1) There is a difference between censorship and taking offense to offensiveness.

2) I agree the 'stop it' play is a bad idea. Luckily, I have a good idea. 'the last days of Vaudeville' a play about, er, the last days of vaudeville. It would be a play about decline and decay but also about jugglers and shtick so on.

johanna said...

Yeah. It's seldom a good idea to try and write any work based on such a broad theme. I think everyone knew this.

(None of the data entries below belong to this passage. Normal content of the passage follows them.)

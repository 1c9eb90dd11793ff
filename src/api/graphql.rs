use anyhow::{anyhow, bail, Context, Result};
use serde::{de::DeserializeOwned, Deserialize, Serialize};
use serde_json::{json, Value};

use super::{DepotParams, GeojsonFile, MapAsset, MapQuery, TessellationParams, UpdateResult};

pub const GET_MAP_ASSETS: &str = "\
query GetMapAssets($locationId: String!, $jobId: String!, $layers: [String!]) {
  mapAssets(locationId: $locationId, jobId: $jobId, layers: $layers) {
    id
    name
    geojson
  }
}";

pub const UPDATE_MAP_ASSETS: &str = "\
mutation updateMapAssets($locationId: String!, $jobId: String!, $geojsonFiles: [GeoJSONInput!]!) {
  updateMapAssets(locationId: $locationId, jobId: $jobId, geojsonFiles: $geojsonFiles) {
    updatedAssets {
      id
      name
      geojson
    }
    errorMessage
  }
}";

pub const GENERATE_TESSELLATION: &str = "\
mutation getTesselation($locationId: String!, $jobId: String!, $targetAreaAcres: Float!, $maxIterations: Int!) {
  generateTesselation(locationId: $locationId, jobId: $jobId, targetAreaAcres: $targetAreaAcres, maxIterations: $maxIterations) {
    id
    name
    type
    geojson
  }
}";

pub const GENERATE_DEPOTS: &str = "\
mutation GenerateDepots($locationId: String!, $jobId: String!, $depotRadius: Float!, $gridDensity: Int!) {
  generateDepots(locationId: $locationId, jobId: $jobId, depotRadius: $depotRadius, gridDensity: $gridDensity) {
    id
    name
    type
    geojson
  }
}";

/// JSON body POSTed to the GraphQL endpoint.
#[derive(Debug, Clone, PartialEq, Serialize)]
pub struct GraphqlRequest {
    pub query: &'static str,
    pub variables: Value,
}

impl GraphqlRequest {
    pub fn map_assets(query: &MapQuery) -> Self {
        Self {
            query: GET_MAP_ASSETS,
            variables: json!({
                "locationId": query.location_id,
                "jobId": query.job_id,
                "layers": query.layers,
            }),
        }
    }

    pub fn update_map_assets(location_id: &str, job_id: &str, files: &[GeojsonFile]) -> Self {
        Self {
            query: UPDATE_MAP_ASSETS,
            variables: json!({
                "locationId": location_id,
                "jobId": job_id,
                "geojsonFiles": files,
            }),
        }
    }

    pub fn generate_tessellation(location_id: &str, job_id: &str, params: &TessellationParams) -> Self {
        Self {
            query: GENERATE_TESSELLATION,
            variables: json!({
                "locationId": location_id,
                "jobId": job_id,
                "targetAreaAcres": params.target_area_acres,
                "maxIterations": params.max_iterations,
            }),
        }
    }

    pub fn generate_depots(location_id: &str, job_id: &str, params: &DepotParams) -> Self {
        Self {
            query: GENERATE_DEPOTS,
            variables: json!({
                "locationId": location_id,
                "jobId": job_id,
                "depotRadius": params.depot_radius,
                "gridDensity": params.grid_density,
            }),
        }
    }
}

#[derive(Debug, Clone, Deserialize)]
pub struct GraphqlError {
    pub message: String,
}

/// Standard GraphQL response envelope.
#[derive(Debug, Clone, Deserialize)]
pub struct GraphqlResponse<T> {
    pub data: Option<T>,
    #[serde(default)]
    pub errors: Vec<GraphqlError>,
}

impl<T> GraphqlResponse<T> {
    /// The `data` member, or an error when the server reported any `errors`.
    pub fn into_data(self) -> Result<T> {
        if !self.errors.is_empty() {
            let messages: Vec<&str> = self.errors.iter().map(|e| e.message.as_str()).collect();
            bail!("GraphQL error: {}", messages.join("; "));
        }
        self.data.ok_or_else(|| anyhow!("GraphQL response carried no data"))
    }
}

#[derive(Debug, Deserialize)]
#[serde(rename_all = "camelCase")]
pub struct MapAssetsData {
    #[serde(default)]
    pub map_assets: Vec<MapAsset>,
}

#[derive(Debug, Deserialize)]
#[serde(rename_all = "camelCase")]
pub struct UpdateMapAssetsData {
    pub update_map_assets: UpdateResult,
}

#[derive(Debug, Deserialize)]
#[serde(rename_all = "camelCase")]
pub struct GenerateTessellationData {
    pub generate_tesselation: MapAsset,
}

#[derive(Debug, Deserialize)]
#[serde(rename_all = "camelCase")]
pub struct GenerateDepotsData {
    pub generate_depots: MapAsset,
}

/// Decode a GraphQL response body.
pub fn decode_response<T: DeserializeOwned>(body: &str) -> Result<T> {
    let response: GraphqlResponse<T> = serde_json::from_str(body)
        .context("Failed to parse GraphQL response")?;
    response.into_data()
}

pub fn decode_map_assets(body: &str) -> Result<Vec<MapAsset>> {
    Ok(decode_response::<MapAssetsData>(body)?.map_assets)
}

pub fn decode_update_map_assets(body: &str) -> Result<UpdateResult> {
    Ok(decode_response::<UpdateMapAssetsData>(body)?.update_map_assets)
}

pub fn decode_tessellation(body: &str) -> Result<MapAsset> {
    Ok(decode_response::<GenerateTessellationData>(body)?.generate_tesselation)
}

pub fn decode_depots(body: &str) -> Result<MapAsset> {
    Ok(decode_response::<GenerateDepotsData>(body)?.generate_depots)
}
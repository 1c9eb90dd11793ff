mod collection;
mod feature;
mod geometry;

pub use collection::{parse_features, CollectionTag, FeatureCollection};
pub use feature::{Feature, FeatureTag};
pub use geometry::{Geometry, GeometryKind};
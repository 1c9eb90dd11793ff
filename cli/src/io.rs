use std::fs::{self, File};
use std::io::Write;
use std::path::{Path, PathBuf};

use anyhow::{bail, Context, Result};
use tempfile::NamedTempFile;

/// Write-then-rename file output, so a failed run never leaves a half-written layer behind.
pub struct PendingWrite {
    target: PathBuf,
    tmp: NamedTempFile,
}

impl PendingWrite {
    pub fn create(target: &Path, force: bool) -> Result<Self> {
        if target == Path::new("-") {
            bail!("stdout is not supported; provide a real file path.");
        }
        let parent = target.parent().filter(|p| !p.as_os_str().is_empty()).unwrap_or(Path::new("."));
        fs::create_dir_all(parent)
            .with_context(|| format!("create dir {}", parent.display()))?;
        if !force && target.exists() {
            bail!("Refusing to overwrite existing file: {} (use --force)", target.display());
        }
        let tmp = NamedTempFile::new_in(parent).context("create temp file")?;
        Ok(Self { target: target.to_path_buf(), tmp })
    }

    pub fn finish(self) -> Result<()> {
        let Self { target, tmp } = self;
        tmp.as_file().sync_all().ok(); // best-effort
        tmp.persist(&target)
            .with_context(|| format!("rename to {}", target.display()))?;
        if let Some(dir) = target.parent() {
            let _ = File::open(dir).and_then(|f| f.sync_all());
        }
        Ok(())
    }
}

impl Write for PendingWrite {
    fn write(&mut self, buf: &[u8]) -> std::io::Result<usize> { self.tmp.write(buf) }
    fn flush(&mut self) -> std::io::Result<()> { self.tmp.flush() }
}

/// Atomically write `contents` to `target`.
pub fn write_file(target: &Path, contents: &str, force: bool) -> Result<()> {
    let mut sink = PendingWrite::create(target, force)?;
    sink.write_all(contents.as_bytes())
        .with_context(|| format!("write {}", target.display()))?;
    sink.finish()
}

/// `<dir>/<layer>.geojson`
pub fn layer_path(dir: &Path, layer: &str) -> PathBuf {
    dir.join(format!("{layer}.geojson"))
}

/// Every `*.geojson` file in `dir`, keyed by file stem, in name order.
pub fn read_layer_files(dir: &Path) -> Result<Vec<(String, String)>> {
    let entries = fs::read_dir(dir)
        .with_context(|| format!("read dir {}", dir.display()))?;

    let mut files = Vec::new();
    for entry in entries {
        let path = entry.with_context(|| format!("read dir {}", dir.display()))?.path();
        if path.extension().and_then(|e| e.to_str()) != Some("geojson") { continue }
        let Some(stem) = path.file_stem().and_then(|s| s.to_str()) else { continue };
        let contents = fs::read_to_string(&path)
            .with_context(|| format!("read {}", path.display()))?;
        files.push((stem.to_string(), contents));
    }
    files.sort_by(|a, b| a.0.cmp(&b.0));
    Ok(files)
}
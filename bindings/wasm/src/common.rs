use brushmap_core::{FeatureHandle, LayerName};
use serde::Serialize;
use wasm_bindgen::JsValue;

pub(crate) fn js_err(e: impl ToString) -> JsValue {
    JsValue::from_str(&e.to_string())
}

pub(crate) fn layer(name: &str) -> LayerName {
    LayerName::parse(name)
}

/// Largest integer a JS number holds exactly.
const MAX_SAFE_INTEGER: f64 = 9_007_199_254_740_991.0;

/// Handles cross the boundary as plain numbers. NaN, negative, fractional
/// or out-of-range values name no feature.
pub(crate) fn handle(raw: f64) -> Option<FeatureHandle> {
    (raw.is_finite() && raw >= 0.0 && raw.fract() == 0.0 && raw <= MAX_SAFE_INTEGER)
        .then(|| FeatureHandle(raw as u64))
}

/// Serialize through a JSON string and parse on the JS side, so GeoJSON maps stay plain objects.
pub(crate) fn to_js<T: Serialize + ?Sized>(value: &T) -> Result<JsValue, JsValue> {
    let json = serde_json::to_string(value)
        .map_err(|e| js_err(format!("Failed to serialize value: {e}")))?;
    js_sys::JSON::parse(&json)
}

pub(crate) fn console_warn(message: &str) {
    web_sys::console::warn_1(&JsValue::from_str(message));
}

#[cfg(test)]
mod tests {
    use super::*;

    #[test]
    fn only_whole_non_negative_numbers_are_handles() {
        assert_eq!(handle(0.0), Some(FeatureHandle(0)));
        assert_eq!(handle(42.0), Some(FeatureHandle(42)));
        for bad in [f64::NAN, -1.0, 1.5, f64::INFINITY, MAX_SAFE_INTEGER + 2.0] {
            assert_eq!(handle(bad), None, "{bad}");
        }
    }
}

So there's this playwright against all odds producing this play that is, by all accounts, "unproducible." But the play he's writing is about censorship. (Why? Because you can't write a f***ing play that's about censorship. Unwritable. It tears the very fabric of the space/time continuum to even comtemplate something so inane.) So he writes it anyway, and (this is where I start giggling) the censors don't want him to do it. They push and pull at him until all hours of the a.m. because his work is going to make them look bad, and here it is: it would have probably just really sucked if he had sat down and written a play on censorship, but thanks to the censors, now he's got paydirt, a real story, one that can put even the censors in the credits. That story, of course, is the larger play (it's less work and less confusing to the audience and who cares if it's been done - it's been done lots and lots of times; most notably, perhaps, in Bullets Over Broadway) and it's what every writer worth their salt goes through, internal and external struggles combined.

Is this idea was acceptable, then you'd need the story.

One more thing:

I think it's important that the audiences who view this play not be enraged by it or feel like it's another lame attempt at a sixties-like, revolutionary fete. I think it would be good if - amidst the entertainment - it actually changed the way people felt about the idea of censorship and life in general. If they could glom at some point, preferably well before the end, on to the playwright's struggle to overcome his adversity and connect that with their own lives, then the play as a whole actually combats the fatigue that the grandiose stamps of power spread like fog into its citizens' psyches. And it loosens up that knot of anger every sane person gets in their heart at the thought of powerlessness in f***ed-up situations.

That, I think, would make the play a success overall. And it would be better than Do It, which was hard for people to translate into more modern terms, being more period. But you'd need a story. A good one.